The revelation was made by the Washington State Department of Agriculture – WSDA, which said in an updated August 17 statement obtained by Zenger News, that “Washington State entomologists are asking the public to report sightings of the atlas moth after one was recently discovered in Bellevue.”

Bellevue is a city in Washington state, located across Lake Washington from the city of Seattle.

The Washington State authority’s statement added: “There are no known traps for atlas moths, so WSDA is hoping to determine whether there are additional moths in the area based on public reports. With this single atlas moth detection only, there is no evidence that an atlas moth population is established in Washington.”

The statement asked locals to photograph, catch and report any of these colorful atlas moths they come across, adding that they pose no threat to the public.

WSDA entomologist Sven Spichiger said: “This is a ‘gee-whiz’ type of insect because it is so large.”

“Even if you aren’t on the lookout for insects, this is the type that people get their phones out and take a picture of – they are that striking,” Spichinger said.

The WSDA said that locals can send photos of any atlas moths they come across to [email protected] “for identification and include the location where it was spotted.”

“While there are no reports of atlas moth anywhere else in the U.S., if you believe you’ve found it outside of Washington State, please take a picture of it, note the location, and report it to the State Plant Regulatory Official or State Plant Health Director in your state,” the official statement said.

The state authority said that the moth had initially been reported by an unnamed University of Washington professor on July 7.

The non-native atlas moth (middle) compared with other moths found in North America. Authorities are are requesting in that people report future sightings of the Atlas moth. (WSDA/Zenger)

“WSDA entomologists identified it as an atlas moth and sent it to USDA for confirmation, which is the standard process for new pest detections. USDA’s Animal and Plant Health Investigation Service confirmed the specimen as an atlas moth on July 27 and it is believed to be the first confirmed detection of the moth in the United States,” the statement continued.

The WSDA said that it is illegal to keep the moths or to breed them.

“One of the world’s largest known moths with a wingspan of up to almost 10 inches, it is also a federally quarantined pest – meaning it is illegal to obtain, harbor, rear, or sell live moths whether adults, eggs, larvae, or pupae without a permit from USDA.

“USDA has more information about permits on its invertebrate pets web page.

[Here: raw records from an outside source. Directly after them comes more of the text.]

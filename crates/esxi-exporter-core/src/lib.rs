//! esxi-exporter-core - per-port network statistics from ESXi `vsish`.
//!
//! Provides:
//! - `vsish` - the introspection tool boundary (real command, mock), path
//!   builders and the output parser
//! - `collector` - the port hierarchy resolver and its data model
//! - `metrics` - flattening resolved ports into labeled samples
//! - `exposition` - rendering samples as scrape text
//! - `exporter` - the full scrape pipeline
//! - `util` - helper utilities

pub mod collector;
pub mod exporter;
pub mod exposition;
pub mod metrics;
pub mod util;
pub mod vsish;

/// Crate version with the short git SHA of the build.
pub const VERSION: &str = concat!(env!("CARGO_PKG_VERSION"), "-", env!("GIT_SHA"));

While there is minimal research about the moth, entomologists believe host plants may include apple and cherry,” the agency said.

“This is normally a tropical moth. We are not sure it could survive here,” Spichinger said.

The atlas moth found on a garage compared to a man’s hand, in Bellvue, Washington, USA, undated. USDA’s Animal and Plant Health Investigation Service confirmed the specimen as an atlas moth on July 27, 2022. (WSDA/Zenger)

“USDA is gathering available scientific and technical information about this moth and will provide response recommendations, but in the meantime, we hope residents will help us learn if this was a one-off escapee or whether there might indeed be a population in the area,” Spichinger added.

Atlas moths (Attacus atlas) are typically found in tropical climates. They can mainly be found in dry tropical forests and shrublands in Southeast Asia and in Borneo.

An Atlas moth was spotted in Ramsbottom, a rural town near Manchester in northern England in 2012, according to the BBC.

At atlas moth — Attacus atlas — belongs to the Saturniidae family, and should not be mistaken for native moths of the less colorful Rothschildia family.